REVOLJUCIONER

Evgenij Bauėr

Scen.: Ivan Perestiani. Int.: Ivan Perestiani (‘Nonno’, un vecchio rivoluzionario), Vladimir Striževskij (suo figlio), Zoja Barancevič (sua figlia), Michail Stal’skij (un prigioniero morente), Konstantin Zubov, K. Askočenskij, Vasilij Il’in. Prod.: Aleksandr Chanžonkov & Ko.  35mm. L.: 708 m (incompleto). D.: 34’ a 18 f/s. Bn.

info_outline
T. it.: Italian title. T. int.: International title. T. alt.: Alternative title. Sog.: Story. Scen.: Screenplay. F.: Cinematography. M.: Editing. Scgf.: Set Design. Mus.: Music. Int.: Cast. Prod.: Production Company. L.: Length. D.: Running Time. f/s: Frames per second. Bn.: Black e White. Col.: Color. Da: Print source

Film Notes

1917 was too confusing a year in Russia to reflect reality fairly and objectively. Most filmmakers produced ‘escapist’ melodramas set in the exotic South. Not least of all because Yalta, on the Crimean seashore, was becoming somewhat of a Russian Hollywood. The weather and the landscapes were so atypical of Russia they almost called for exotic melodramas set in an abstract country. Evgenij Bauėr’s Za sčast’em is a fine example of that. A rich widow Zoja Verenskaja and her suitor Dmitrij Gžatskij are definitely Russian, but the widow’s half-blind daughter Li and the daughter’s beau Enriko are probably not… It doesn’t matter really. Social issues never attracted Bauėr. A master of extensional lighting schemes with lights hidden behind columns, drapes, vases, etc., sophisticated interior mise-en-scènes with actors and objects forming complex geometrical patterns, he enjoyed shooting outdoors for a change. And mastering a new lighting style: Crimean landscapes resembled Italian ones – so should the acting, he thought.
Bauėr didn’t care much about psychological consistency – something Russian filmmakers were highly concerned with. Thus he could easily unite masters of the stage with non-professionals. The former were represented by Nikolaj Radin, a subtle, ironic actor of ‘the French school’, and Lidija Koreneva, one of Stanislavskij’s favourite pupils at the Moscow Art Theatre. Lev Kulešov was the non-professional this time. The future pioneer of montage theories and a leading avant-garde director, he was an 18-year-old set designer in 1917. Kulešov recalled many years later that the only reason Bauėr had cast him in the role of a hopelessly enamoured artist was because in real life he was indeed desperately in love with his partner.

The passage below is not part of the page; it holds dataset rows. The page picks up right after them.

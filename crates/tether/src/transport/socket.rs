//! Plain TCP and filesystem socket transport.

use std::io::{self, Read, Write};
use std::time::Duration;

use tether_config::{ConnectionDescriptor, Endpoint};
use tracing::debug;

use super::stream::SocketStream;
use super::{TRANSPORT_TARGET, Transport, address_of};
use crate::error::TransportError;

/// Unencrypted socket transport for `tcp` and `unix` URIs.
pub struct SocketTransport {
    endpoint: Endpoint,
    address: String,
    timeout: Option<Duration>,
    stream: Option<SocketStream>,
}

impl SocketTransport {
    /// Closed transport targeting the descriptor's endpoint.
    #[must_use]
    pub fn new(descriptor: &ConnectionDescriptor, timeout: Option<Duration>) -> Self {
        Self {
            endpoint: descriptor.endpoint().clone(),
            address: address_of(descriptor),
            timeout,
            stream: None,
        }
    }

    /// Socket timeout applied on open.
    #[must_use]
    pub const fn timeout(&self) -> Option<Duration> {
        self.timeout
    }

    fn stream_mut(&mut self) -> io::Result<&mut SocketStream> {
        self.stream
            .as_mut()
            .ok_or_else(|| io::Error::new(io::ErrorKind::NotConnected, "transport is not open"))
    }
}

impl Transport for SocketTransport {
    fn open(&mut self) -> Result<(), TransportError> {
        if self.stream.is_some() {
            return Err(TransportError::AlreadyOpen {
                address: self.address.clone(),
            });
        }
        let stream = SocketStream::connect(&self.endpoint, self.timeout).map_err(|source| {
            TransportError::Connect {
                address: self.address.clone(),
                source,
            }
        })?;
        debug!(target: TRANSPORT_TARGET, address = %self.address, "socket connected");
        self.stream = Some(stream);
        Ok(())
    }

    fn close(&mut self) -> Result<(), TransportError> {
        let Some(stream) = self.stream.take() else {
            return Err(TransportError::NotOpen {
                address: self.address.clone(),
            });
        };
        stream.shutdown().map_err(|source| TransportError::Close {
            address: self.address.clone(),
            source,
        })
    }

    fn is_open(&self) -> bool {
        self.stream.is_some()
    }

    fn endpoint(&self) -> &Endpoint {
        &self.endpoint
    }

    fn describe(&self) -> String {
        match self.endpoint {
            Endpoint::Unix { .. } => String::from("unix"),
            _ => String::from("tcp"),
        }
    }
}

impl Read for SocketTransport {
    fn read(&mut self, buf: &mut [u8]) -> io::Result<usize> {
        self.stream_mut()?.read(buf)
    }
}

impl Write for SocketTransport {
    fn write(&mut self, buf: &[u8]) -> io::Result<usize> {
        self.stream_mut()?.write(buf)
    }

    fn flush(&mut self) -> io::Result<()> {
        self.stream_mut()?.flush()
    }
}
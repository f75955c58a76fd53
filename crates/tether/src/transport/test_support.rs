//! In-memory transport double used by unit and behaviour tests.

use std::collections::VecDeque;
use std::io::{self, Read, Write};
use std::sync::{Arc, Mutex, MutexGuard};

use tether_config::Endpoint;

use super::Transport;
use crate::error::TransportError;

#[derive(Debug, Default)]
struct LoopbackState {
    open: bool,
    readable: VecDeque<u8>,
    written: Vec<u8>,
    opens: usize,
    closes: usize,
    refuse_open: bool,
    fail_close: bool,
    echo: bool,
}

/// Transport whose peer is a pair of in-memory buffers.
pub(crate) struct LoopbackTransport {
    state: Arc<Mutex<LoopbackState>>,
    endpoint: Endpoint,
}

/// Test-side view of a [`LoopbackTransport`].
#[derive(Clone)]
pub(crate) struct LoopbackProbe {
    state: Arc<Mutex<LoopbackState>>,
}

impl LoopbackTransport {
    pub(crate) fn new() -> (Self, LoopbackProbe) {
        let state = Arc::new(Mutex::new(LoopbackState::default()));
        let transport = Self {
            state: Arc::clone(&state),
            endpoint: Endpoint::Tcp {
                host: String::from("loopback"),
                port: 9090,
            },
        };
        (transport, LoopbackProbe { state })
    }

    fn state(&self) -> MutexGuard<'_, LoopbackState> {
        self.state.lock().expect("loopback state poisoned")
    }
}

impl LoopbackProbe {
    fn state(&self) -> MutexGuard<'_, LoopbackState> {
        self.state.lock().expect("loopback state poisoned")
    }

    pub(crate) fn written(&self) -> Vec<u8> {
        self.state().written.clone()
    }

    pub(crate) fn push_readable(&self, bytes: &[u8]) {
        self.state().readable.extend(bytes);
    }

    pub(crate) fn is_open(&self) -> bool {
        self.state().open
    }

    pub(crate) fn opens(&self) -> usize {
        self.state().opens
    }

    pub(crate) fn closes(&self) -> usize {
        self.state().closes
    }

    /// Makes every open fail as if the server were unreachable.
    pub(crate) fn refuse_open(&self) {
        self.state().refuse_open = true;
    }

    /// Makes every close report a shutdown failure.
    pub(crate) fn fail_close(&self) {
        self.state().fail_close = true;
    }

    /// Makes written bytes readable again, like an echo server.
    pub(crate) fn echo(&self) {
        self.state().echo = true;
    }
}

impl Transport for LoopbackTransport {
    fn open(&mut self) -> Result<(), TransportError> {
        let mut state = self.state();
        if state.open {
            return Err(TransportError::AlreadyOpen {
                address: String::from("loopback"),
            });
        }
        if state.refuse_open {
            return Err(TransportError::Connect {
                address: String::from("loopback"),
                source: io::Error::from(io::ErrorKind::ConnectionRefused),
            });
        }
        state.open = true;
        state.opens += 1;
        Ok(())
    }

    fn close(&mut self) -> Result<(), TransportError> {
        let mut state = self.state();
        if !state.open {
            return Err(TransportError::NotOpen {
                address: String::from("loopback"),
            });
        }
        state.open = false;
        state.closes += 1;
        if state.fail_close {
            return Err(TransportError::Close {
                address: String::from("loopback"),
                source: io::Error::from(io::ErrorKind::BrokenPipe),
            });
        }
        Ok(())
    }

    fn is_open(&self) -> bool {
        self.state().open
    }

    fn endpoint(&self) -> &Endpoint {
        &self.endpoint
    }

    fn describe(&self) -> String {
        String::from("loopback")
    }
}

impl Read for LoopbackTransport {
    fn read(&mut self, buf: &mut [u8]) -> io::Result<usize> {
        let mut state = self.state();
        if !state.open {
            return Err(io::Error::from(io::ErrorKind::NotConnected));
        }
        state.readable.read(buf)
    }
}

impl Write for LoopbackTransport {
    fn write(&mut self, buf: &[u8]) -> io::Result<usize> {
        let mut state = self.state();
        if !state.open {
            return Err(io::Error::from(io::ErrorKind::NotConnected));
        }
        state.written.extend_from_slice(buf);
        if state.echo {
            state.readable.extend(buf);
        }
        Ok(buf.len())
    }

    fn flush(&mut self) -> io::Result<()> {
        Ok(())
    }
}
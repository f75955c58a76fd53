//! Transport layers for Thrift clients.
//!
//! A transport is built from a [`ConnectionDescriptor`] in two steps: a
//! [`BaseTransport`] is chosen by scheme, then the optional buffering and zlib
//! layers are wrapped around it, buffering innermost. The result is shared as
//! a [`TransportHandle`] between the protocol codecs and the lifecycle
//! manager.
//!
//! Base transports follow Thrift's strict state contract: opening an open
//! transport or closing a closed one is an error. The lifecycle layer is
//! responsible for turning those mismatches into no-ops.

mod base;
mod buffered;
mod builder;
mod handle;
mod http;
mod socket;
mod stream;
mod tls;
mod zlib;

#[cfg(test)]
pub(crate) mod test_support;

use std::io::{Read, Write};

pub use base::BaseTransport;
pub use buffered::{BufferedTransport, DEFAULT_BUFFER_SIZE};
pub use builder::build;
pub use handle::TransportHandle;
pub use http::HttpTransport;
pub use socket::SocketTransport;
pub use stream::DEFAULT_CONNECT_TIMEOUT;
pub use tls::TlsSocketTransport;
pub use zlib::ZlibTransport;

use tether_config::{ConnectionDescriptor, Endpoint};

use crate::error::TransportError;

pub(crate) const TRANSPORT_TARGET: &str = concat!(env!("CARGO_PKG_NAME"), "::transport");

/// Byte channel with an explicit open/closed state.
pub trait Transport: Read + Write + Send {
    /// Establishes the underlying connection.
    ///
    /// # Errors
    ///
    /// Returns [`TransportError::AlreadyOpen`] when already open, or the
    /// connection failure.
    fn open(&mut self) -> Result<(), TransportError>;

    /// Releases the underlying connection.
    ///
    /// # Errors
    ///
    /// Returns [`TransportError::NotOpen`] when already closed, or the
    /// shutdown failure. The transport is closed after either.
    fn close(&mut self) -> Result<(), TransportError>;

    /// Whether the transport currently holds a connection.
    fn is_open(&self) -> bool;

    /// Endpoint the base transport targets.
    fn endpoint(&self) -> &Endpoint;

    /// Layer stack from outermost to base, such as `zlib>buffered>tcp`.
    fn describe(&self) -> String;
}

impl<T> Transport for Box<T>
where
    T: Transport + ?Sized,
{
    fn open(&mut self) -> Result<(), TransportError> {
        (**self).open()
    }

    fn close(&mut self) -> Result<(), TransportError> {
        (**self).close()
    }

    fn is_open(&self) -> bool {
        (**self).is_open()
    }

    fn endpoint(&self) -> &Endpoint {
        (**self).endpoint()
    }

    fn describe(&self) -> String {
        (**self).describe()
    }
}

/// Display form of an endpoint for errors and logs.
pub(crate) fn address_of(descriptor: &ConnectionDescriptor) -> String {
    descriptor.to_string()
}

When the girl abandons him for another man, and the artist sits on a rock by the raging sea and weeps, Kulešov was sobbing for real. Nevertheless he was ashamed to see the results on-screen: so comical and artificial his real sufferings seemed. Having watched the film again half-a-century later, he got another impression: “A miracle happened, time has made my talentless acting equal to that of the famous actors of the time. Now we all looked comically on the screen, as the first automobile would look among modern ones”.
Well, Kulešov belonged to a new generation, a new country, a new mentality. Whereas Za sčast’em was the swan song of Russian pre-revolutionary cinema.
However, there was a need for issues of the day, and the burning issue was, of course, the Revolution. The first that is, the one that took place in February and resulted in the abdication of Nicholas II and the end of the Russian Empire. It was greeted with great enthusiasm – unlike the second Revolution in October, the Bolshevik one, which resulted in a five-year-long civil war.
Revoljucioner was one of the first films that responded to the new political climate. It was released on 16 April 1917, only a month after the historical event.
Of all Bauėr’s films, this one has the least amount of interior shots, a great deal of it takes place at the Siberian katorga. Siberia was filmed in Neskučnyj Garden, Moscow’s oldest park. March was incredibly warm for Moscow that year, and the crew was suffering from a lack of snow. Particularly when it came to shooting the funeral scene (a revolutionary dies in exile and is buried in snowbanks), the tragic climax of the film. While the crew was desperately seeking for patches of unmelted dirty snow, all of a sudden it started snowing rapidly and extensively. Within an hour Siberia looked as real as it could. “It was like a miracle”, recalled Ivan Perestiani, the star and scriptwriter of the film, “you should have seen Bauėr. At least I could have never suspected how merry and joyful could this earnest and meditative man be”.
As Perestiani mentions in his memoirs, Bauėr made the film “with incredible promptness”. Considering the usual shooting period of one-two weeks, “incredible promptness” must have meant several days. Perhaps this explains why Revoljucioner is lacking Bauėr’s trademark effects. There are no records of who did the camerawork, so it might have been somebody other than Boris Zavelev, Bauėr’s constant cameraman and his true collaborator. In that case, this might also be the reason for a ‘simplified’ visual solution.
On the other hand, Bauėr made a clear distinction between genres. Thus, his many farces always lack the visual complexity of his melodramas – he considered them as mere hackwork. It could very well be that politics was also a farce of sorts for him. Bauėr was one of the few filmmakers who was not in the least involved in politics. It is barely possible to imagine his input in the increasingly politicized Soviet cinema. As well as in the ironical extravaganzas produced by the Russian emigre filmmakers in Europe – Bauėr was too serious and pathetic for that. Those were the two main alternatives. By the irony of fate, he didn’t have to face them: in July 1917 he died from pneumonia.
As for Revoljucioner, it was an absolute hit. And so was Za sčast’em.